WORK INSTRUCTIONS. Word for word, restate all of the entries.

-- Opening Marker --

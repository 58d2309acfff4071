//! Iteration expansion: fanning a step out over a source collection
//!
//! The source document is looked up at its own declared scope, not the
//! step's. An absent source, absent field, or non-array field expands
//! to zero instances, which is a valid outcome, not an error.

use crate::errors::{EngineError, EngineResult};
use docloom_types::{StepKind, Workflow, WorkflowContext, WorkflowStep};
use serde_json::Value;

/// One materialized iteration instance
#[derive(Clone, Debug, PartialEq)]
pub struct IterationInstance {
    pub entity_type: String,
    pub instance_id: String,
    /// The raw collection item
    pub data: Value,
    /// The scope this instance establishes
    pub scope: String,
    /// Equal to `instance_id`; the id pushed onto the scope stack
    pub scope_instance_id: String,
}

pub struct IterationHandler;

impl IterationHandler {
    /// Expand an iteration step into its instances, in array order.
    ///
    /// Synthesized ids are unique within this expansion only; callers
    /// that need stability across calls must pin the ids themselves.
    pub fn expand(
        workflow: &Workflow,
        step: &WorkflowStep,
        context: &WorkflowContext,
    ) -> EngineResult<Vec<IterationInstance>> {
        let StepKind::Iteration { iterate_over, .. } = &step.kind else {
            return Err(EngineError::Workflow(
                docloom_types::WorkflowError::NotAnIterationStep(step.step_id.clone()),
            ));
        };

        let source_type = workflow
            .get_document_type(&iterate_over.doc_type)
            .ok_or_else(|| {
                EngineError::Workflow(docloom_types::WorkflowError::UnknownDocumentType(
                    iterate_over.doc_type.clone(),
                ))
            })?;
        let entity_type = workflow
            .get_entity_type(&iterate_over.entity_type)
            .ok_or_else(|| {
                EngineError::Workflow(docloom_types::WorkflowError::UnknownEntityType(
                    iterate_over.entity_type.clone(),
                ))
            })?;

        let source_instance_id = context.instance_id_for(&source_type.scope);
        let Some(source) =
            context.get_document(&iterate_over.doc_type, &source_type.scope, source_instance_id)
        else {
            tracing::debug!(step_id = %step.step_id, doc_type = %iterate_over.doc_type,
                "iteration source document absent; expanding to zero instances");
            return Ok(Vec::new());
        };

        let Some(items) = source
            .get(&iterate_over.collection_field)
            .and_then(Value::as_array)
        else {
            tracing::debug!(step_id = %step.step_id, field = %iterate_over.collection_field,
                "collection field absent or not an array; expanding to zero instances");
            return Ok(Vec::new());
        };

        let instances = items
            .iter()
            .enumerate()
            .map(|(index, item)| {
                let instance_id = item_id(item, &iterate_over.entity_type, index);
                IterationInstance {
                    entity_type: iterate_over.entity_type.clone(),
                    instance_id: instance_id.clone(),
                    data: item.clone(),
                    scope: entity_type.creates_scope.clone(),
                    scope_instance_id: instance_id,
                }
            })
            .collect();
        Ok(instances)
    }

    /// Count the instances an expansion would produce
    pub fn count_iterations(
        workflow: &Workflow,
        step: &WorkflowStep,
        context: &WorkflowContext,
    ) -> EngineResult<usize> {
        Ok(Self::expand(workflow, step, context)?.len())
    }
}

/// Probe `id`, `entity_id`, `<entity_type>_id` in order; synthesize
/// when none is present
fn item_id(item: &Value, entity_type: &str, index: usize) -> String {
    let typed_field = format!("{}_id", entity_type);
    for field in ["id", "entity_id", typed_field.as_str()] {
        if let Some(id) = item.get(field).and_then(Value::as_str) {
            return id.to_string();
        }
    }
    let suffix = uuid::Uuid::new_v4().simple().to_string();
    format!("{}_{}_{}", entity_type, index, &suffix[..8])
}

-- Closing Marker --

ANSWER TO THE PROBLEM.
repository 58d2309acfff4071
//! Iteration expansion: fanning a step out over a source collection
//!
//! The source document is looked up at its own declared scope, not the
//! step's. An absent source, absent field, or non-array field expands
//! to zero instances, which is a valid outcome, not an error.

use crate::errors::{EngineError, EngineResult};
use docloom_types::{StepKind, Workflow, WorkflowContext, WorkflowStep};
use serde_json::Value;

/// One materialized iteration instance
#[derive(Clone, Debug, PartialEq)]
pub struct IterationInstance {
    pub entity_type: String,
    pub instance_id: String,
    /// The raw collection item
    pub data: Value,
    /// The scope this instance establishes
    pub scope: String,
    /// Equal to `instance_id`; the id pushed onto the scope stack
    pub scope_instance_id: String,
}

pub struct IterationHandler;

impl IterationHandler {
    /// Expand an iteration step into its instances, in array order.
    ///
    /// Synthesized ids are unique within this expansion only; callers
    /// that need stability across calls must pin the ids themselves.
    pub fn expand(
        workflow: &Workflow,
        step: &WorkflowStep,
        context: &WorkflowContext,
    ) -> EngineResult<Vec<IterationInstance>> {
        let StepKind::Iteration { iterate_over, .. } = &step.kind else {
            return Err(EngineError::Workflow(
                docloom_types::WorkflowError::NotAnIterationStep(step.step_id.clone()),
            ));
        };

        let source_type = workflow
            .get_document_type(&iterate_over.doc_type)
            .ok_or_else(|| {
                EngineError::Workflow(docloom_types::WorkflowError::UnknownDocumentType(
                    iterate_over.doc_type.clone(),
                ))
            })?;
        let entity_type = workflow
            .get_entity_type(&iterate_over.entity_type)
            .ok_or_else(|| {
                EngineError::Workflow(docloom_types::WorkflowError::UnknownEntityType(
                    iterate_over.entity_type.clone(),
                ))
            })?;

        let source_instance_id = context.instance_id_for(&source_type.scope);
        let Some(source) =
            context.get_document(&iterate_over.doc_type, &source_type.scope, source_instance_id)
        else {
            tracing::debug!(step_id = %step.step_id, doc_type = %iterate_over.doc_type,
                "iteration source document absent; expanding to zero instances");
            return Ok(Vec::new());
        };

        let Some(items) = source
            .get(&iterate_over.collection_field)
            .and_then(Value::as_array)
        else {
            tracing::debug!(step_id = %step.step_id, field = %iterate_over.collection_field,
                "collection field absent or not an array; expanding to zero instances");
            return Ok(Vec::new());
        };

        let instances = items
            .iter()
            .enumerate()
            .map(|(index, item)| {
                let instance_id = item_id(item, &iterate_over.entity_type, index);
                IterationInstance {
                    entity_type: iterate_over.entity_type.clone(),
                    instance_id: instance_id.clone(),
                    data: item.clone(),
                    scope: entity_type.creates_scope.clone(),
                    scope_instance_id: instance_id,
                }
            })
            .collect();
        Ok(instances)
    }

    /// Count the instances an expansion would produce
    pub fn count_iterations(
        workflow: &Workflow,
        step: &WorkflowStep,
        context: &WorkflowContext,
    ) -> EngineResult<usize> {
        Ok(Self::expand(workflow, step, context)?.len())
    }
}

/// Probe `id`, `entity_id`, `<entity_type>_id` in order; synthesize
/// when none is present
fn item_id(item: &Value, entity_type: &str, index: usize) -> String {
    let typed_field = format!("{}_id", entity_type);
    for field in ["id", "entity_id", typed_field.as_str()] {
        if let Some(id) = item.get(field).and_then(Value::as_str) {
            return id.to_string();
        }
    }
    let suffix = uuid::Uuid::new_v4().simple().to_string();
    format!("{}_{}_{}", entity_type, index, &suffix[..8])
}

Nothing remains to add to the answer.